## REQUIRED ACTION
What you return should be the lines of the data containing "tracing", each in full.

=== Begin Enclosure ===

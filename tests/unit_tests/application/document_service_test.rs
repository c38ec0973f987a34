use std::sync::Arc;

use serde_json::json;

use docsense::application::ports::ServiceError;
use docsense::application::services::{DocumentError, DocumentService, FewShotExample};
use docsense::domain::{ContentType, Document, MessageRole};

use crate::helpers::{MockOcrClient, RecordingLlmClient};

fn invoice() -> Document {
    Document::new("invoice.pdf".to_string(), ContentType::Pdf, 4)
}

#[tokio::test]
async fn given_question_when_asking_then_prompt_contains_ocr_text_and_question() {
    let llm = Arc::new(RecordingLlmClient::replying("Total due: $50"));
    let service = DocumentService::new(
        Arc::new(MockOcrClient::returning("Invoice #123, total $50")),
        Arc::clone(&llm),
    );

    let answer = service
        .ask(b"%PDF", &invoice(), Some("What is the total?"))
        .await
        .unwrap();

    assert_eq!(answer.text, "Invoice #123, total $50");
    assert_eq!(answer.response, "Total due: $50");
    let prompt = llm.last_prompt();
    assert!(prompt.contains("Invoice #123, total $50"));
    assert!(prompt.contains("What is the total?"));
}

#[tokio::test]
async fn given_no_question_when_asking_then_requests_summary() {
    let llm = Arc::new(RecordingLlmClient::replying("A short invoice."));
    let service = DocumentService::new(
        Arc::new(MockOcrClient::returning("Invoice #123")),
        Arc::clone(&llm),
    );

    service.ask(b"%PDF", &invoice(), None).await.unwrap();

    assert!(llm.last_prompt().contains("Summarize the document"));
}

#[tokio::test]
async fn given_empty_upload_when_asking_then_returns_empty_document() {
    let llm = Arc::new(RecordingLlmClient::replying("unused"));
    let service = DocumentService::new(Arc::new(MockOcrClient::returning("x")), Arc::clone(&llm));

    let result = service.ask(b"", &invoice(), None).await;

    assert!(matches!(result, Err(DocumentError::EmptyDocument)));
    assert_eq!(llm.call_count(), 0);
}

#[tokio::test]
async fn given_ocr_auth_failure_when_asking_then_returns_ocr_error() {
    let llm = Arc::new(RecordingLlmClient::replying("unused"));
    let service = DocumentService::new(
        Arc::new(MockOcrClient::failing(ServiceError::Authentication(
            "HTTP 401".to_string(),
        ))),
        llm,
    );

    let result = service.ask(b"%PDF", &invoice(), None).await;

    assert!(matches!(
        result,
        Err(DocumentError::Ocr(ServiceError::Authentication(_)))
    ));
}

#[tokio::test]
async fn given_fenced_json_reply_when_extracting_fields_then_parses_form() {
    let llm = Arc::new(RecordingLlmClient::replying(
        "Here you go:\n```json\n{\"lastName\": \"Levi\"}\n```",
    ));
    let service = DocumentService::new(
        Arc::new(MockOcrClient::returning("Last name: Levi")),
        Arc::clone(&llm),
    );

    let extraction = service.extract_fields(b"%PDF", &invoice()).await.unwrap();

    assert_eq!(extraction.fields, json!({ "lastName": "Levi" }));
    assert_eq!(extraction.text, "Last name: Levi");
}

#[tokio::test]
async fn given_few_shot_example_when_extracting_fields_then_sends_example_before_request() {
    let llm = Arc::new(RecordingLlmClient::replying("{}"));
    let service = DocumentService::new(
        Arc::new(MockOcrClient::returning("Last name: Cohen")),
        Arc::clone(&llm),
    )
    .with_few_shot(FewShotExample {
        ocr_text: "Last name: Levi".to_string(),
        expected: json!({ "lastName": "Levi" }),
    });

    service.extract_fields(b"%PDF", &invoice()).await.unwrap();

    let messages = llm.calls().pop().unwrap();
    let roles: Vec<MessageRole> = messages.iter().map(|m| m.role).collect();
    assert_eq!(
        roles,
        vec![
            MessageRole::System,
            MessageRole::User,
            MessageRole::Assistant,
            MessageRole::User
        ]
    );
    assert!(messages[1].content.contains("Last name: Levi"));
    assert!(messages[2].content.contains("\"lastName\""));
    assert!(messages[3].content.contains("Last name: Cohen"));
}

#[tokio::test]
async fn given_non_json_reply_when_extracting_fields_then_returns_malformed_reply() {
    let llm = Arc::new(RecordingLlmClient::replying("Sorry, I cannot help."));
    let service = DocumentService::new(Arc::new(MockOcrClient::returning("text")), llm);

    let result = service.extract_fields(b"%PDF", &invoice()).await;

    assert!(matches!(result, Err(DocumentError::MalformedReply(_))));
}
use docsense::application::ports::{KnowledgeStore, KnowledgeStoreError};
use docsense::domain::Embedding;
use docsense::infrastructure::persistence::InMemoryKnowledgeStore;

use crate::helpers::sample_knowledge_base;

#[tokio::test]
async fn given_threshold_when_searching_then_returns_only_close_chunks_ascending() {
    let store = InMemoryKnowledgeStore::new(sample_knowledge_base());

    let results = store
        .search(&Embedding::new(vec![1.0, 0.0]), 0.3)
        .await
        .unwrap();

    assert_eq!(results.len(), 2);
    assert_eq!(results[0].file, "dental.html");
    assert!(results[0].distance.abs() < 1e-6);
    assert_eq!(results[1].chunk_id, "optometry.html_chunk_0");
    assert!(results[1].distance > results[0].distance);
}

#[tokio::test]
async fn given_wide_threshold_when_searching_then_includes_distant_chunks() {
    let store = InMemoryKnowledgeStore::new(sample_knowledge_base());

    let results = store
        .search(&Embedding::new(vec![1.0, 0.0]), 2.0)
        .await
        .unwrap();

    assert_eq!(results.len(), 3);
    assert_eq!(results[2].chunk_id, "dental.html_chunk_1");
}

#[tokio::test]
async fn given_wrong_dimensions_when_searching_then_returns_search_failed() {
    let store = InMemoryKnowledgeStore::new(sample_knowledge_base());

    let result = store.search(&Embedding::new(vec![1.0, 0.0, 0.0]), 0.3).await;

    assert!(matches!(result, Err(KnowledgeStoreError::SearchFailed(_))));
}

#[tokio::test]
async fn given_store_when_counting_then_returns_all_chunks() {
    let store = InMemoryKnowledgeStore::new(sample_knowledge_base());
    assert_eq!(store.chunk_count().await.unwrap(), 3);
}
use std::collections::BTreeMap;
use std::sync::Arc;

use crate::application::ports::{
    Embedder, FileLoader, FileLoaderError, KnowledgeBaseWriter, KnowledgeStoreError,
    ServiceError, TextSplitter,
};
use crate::domain::{KnowledgeBase, KnowledgeChunk, SourceFile};

pub const EMBED_BATCH_SIZE: usize = 16;

pub struct KnowledgeBaseBuilder<F, W>
where
    F: FileLoader,
    W: KnowledgeBaseWriter,
{
    file_loader: Arc<F>,
    embedder: Arc<dyn Embedder>,
    text_splitter: Arc<dyn TextSplitter>,
    writer: Arc<W>,
}

impl<F, W> KnowledgeBaseBuilder<F, W>
where
    F: FileLoader,
    W: KnowledgeBaseWriter,
{
    pub fn new(
        file_loader: Arc<F>,
        embedder: Arc<dyn Embedder>,
        text_splitter: Arc<dyn TextSplitter>,
        writer: Arc<W>,
    ) -> Self {
        Self {
            file_loader,
            embedder,
            text_splitter,
            writer,
        }
    }

    /// Chunks and embeds every source, then overwrites the persisted knowledge base.
    pub async fn build(&self, sources: &[SourceFile]) -> Result<BuildSummary, BuildError> {
        let mut knowledge_base = KnowledgeBase::new();

        for source in sources {
            let embedded = self.build_source(source).await?;
            knowledge_base.insert(source.document.filename.clone(), embedded);
        }

        self.writer.save(&knowledge_base).await?;

        Ok(BuildSummary {
            chunks_per_file: knowledge_base
                .files
                .iter()
                .map(|(file, chunks)| (file.clone(), chunks.len()))
                .collect(),
            total_chunks: knowledge_base.chunk_count(),
            dimensions: knowledge_base.embedding_dimensions(),
        })
    }

    #[tracing::instrument(skip(self, source), fields(filename = %source.document.filename))]
    async fn build_source(&self, source: &SourceFile) -> Result<Vec<KnowledgeChunk>, BuildError> {
        let text = self
            .file_loader
            .extract_text(&source.data, &source.document)
            .await?;
        let chunks = self.text_splitter.split(&text);
        let embedded = self
            .embed_chunks(&source.document.filename, chunks)
            .await?;

        tracing::info!(chunks = embedded.len(), "Source embedded");
        Ok(embedded)
    }

    async fn embed_chunks(
        &self,
        filename: &str,
        chunks: Vec<String>,
    ) -> Result<Vec<KnowledgeChunk>, BuildError> {
        let mut embedded = Vec::with_capacity(chunks.len());

        for batch in chunks.chunks(EMBED_BATCH_SIZE) {
            let texts: Vec<&str> = batch.iter().map(String::as_str).collect();
            let embeddings = self.embedder.embed_batch(&texts).await?;

            if embeddings.len() != batch.len() {
                return Err(BuildError::Embedding(ServiceError::InvalidResponse(format!(
                    "expected {} embeddings, got {}",
                    batch.len(),
                    embeddings.len()
                ))));
            }

            for (content, embedding) in batch.iter().zip(embeddings) {
                let index = embedded.len();
                embedded.push(KnowledgeChunk::new(filename, index, content.clone(), embedding));
            }
        }

        Ok(embedded)
    }
}

#[derive(Debug, Clone, PartialEq)]
pub struct BuildSummary {
    pub chunks_per_file: BTreeMap<String, usize>,
    pub total_chunks: usize,
    pub dimensions: Option<usize>,
}

#[derive(Debug, thiserror::Error)]
pub enum BuildError {
    #[error("file loading: {0}")]
    FileLoading(#[from] FileLoaderError),
    #[error("embedding: {0}")]
    Embedding(#[from] ServiceError),
    #[error("storage: {0}")]
    Storage(#[from] KnowledgeStoreError),
}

=== End Enclosure ===

## ANSWER TO THE PROBLEM
    #[tracing::instrument(skip(self, source), fields(filename = %source.document.filename))]
        tracing::info!(chunks = embedded.len(), "Source embedded");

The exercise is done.